According to a report quoted by Reuters from unnamed sources, due to the recent decision by the United States to reimpose sanctions on Venezuela, the country’s state-owned oil company, PDVSA, is attempting to add Tether’s stablecoin, USDT, as a payment option for crude oil and fuel oil exports.

Last week, Reuters reported that due to Venezuelan President Nicolas Maduro’s failure to fulfill his election promises, the Biden administration will no longer renew a license aimed at easing sanctions on Venezuelan oil. According to the Reuters report, the U.S. Treasury Department has requested PDVSA’s customers and suppliers to cease transactions under the general license by May 31.

Insiders told Reuters that PDVSA’s move to use USDT is aimed at minimizing the risk of frozen profits from oil sales in overseas bank accounts due to U.S. sanctions. It is reported that the company has gradually shifted the payment method for oil sales to USDT since last year.

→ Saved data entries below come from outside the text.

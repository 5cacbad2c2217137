//! Session-state models and reducers for the admin views.
//!
//! SYSTEM CONTEXT
//! ==============
//! Each module owns one slice of client session state plus a pure transition
//! function that applies backend actions to it in place. Dispatch is
//! single-threaded; a transition runs to completion before the next one is
//! observed.

pub mod user_groups;
pub mod users;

By the end of the first quarter, PDVSA had transferred many non-reciprocal spot oil transactions to contracts that require prepayment in USDT. The Venezuelan oil company also requires new customers wishing to engage in oil transactions to hold cryptocurrencies in digital wallets.

A trader told Reuters that because cryptocurrencies do not meet the requirements of any trade compliance department in oil trading, PDVSA and its trading partners rely on cooperation with intermediaries. However, this may result in a lower profit margin for the company.

According to a report by Reuters in January 2023, when the United States relaxes sanctions, Venezuela exports nearly 700,000 barrels of oil per day, with 65% going to China and 19% to the United States.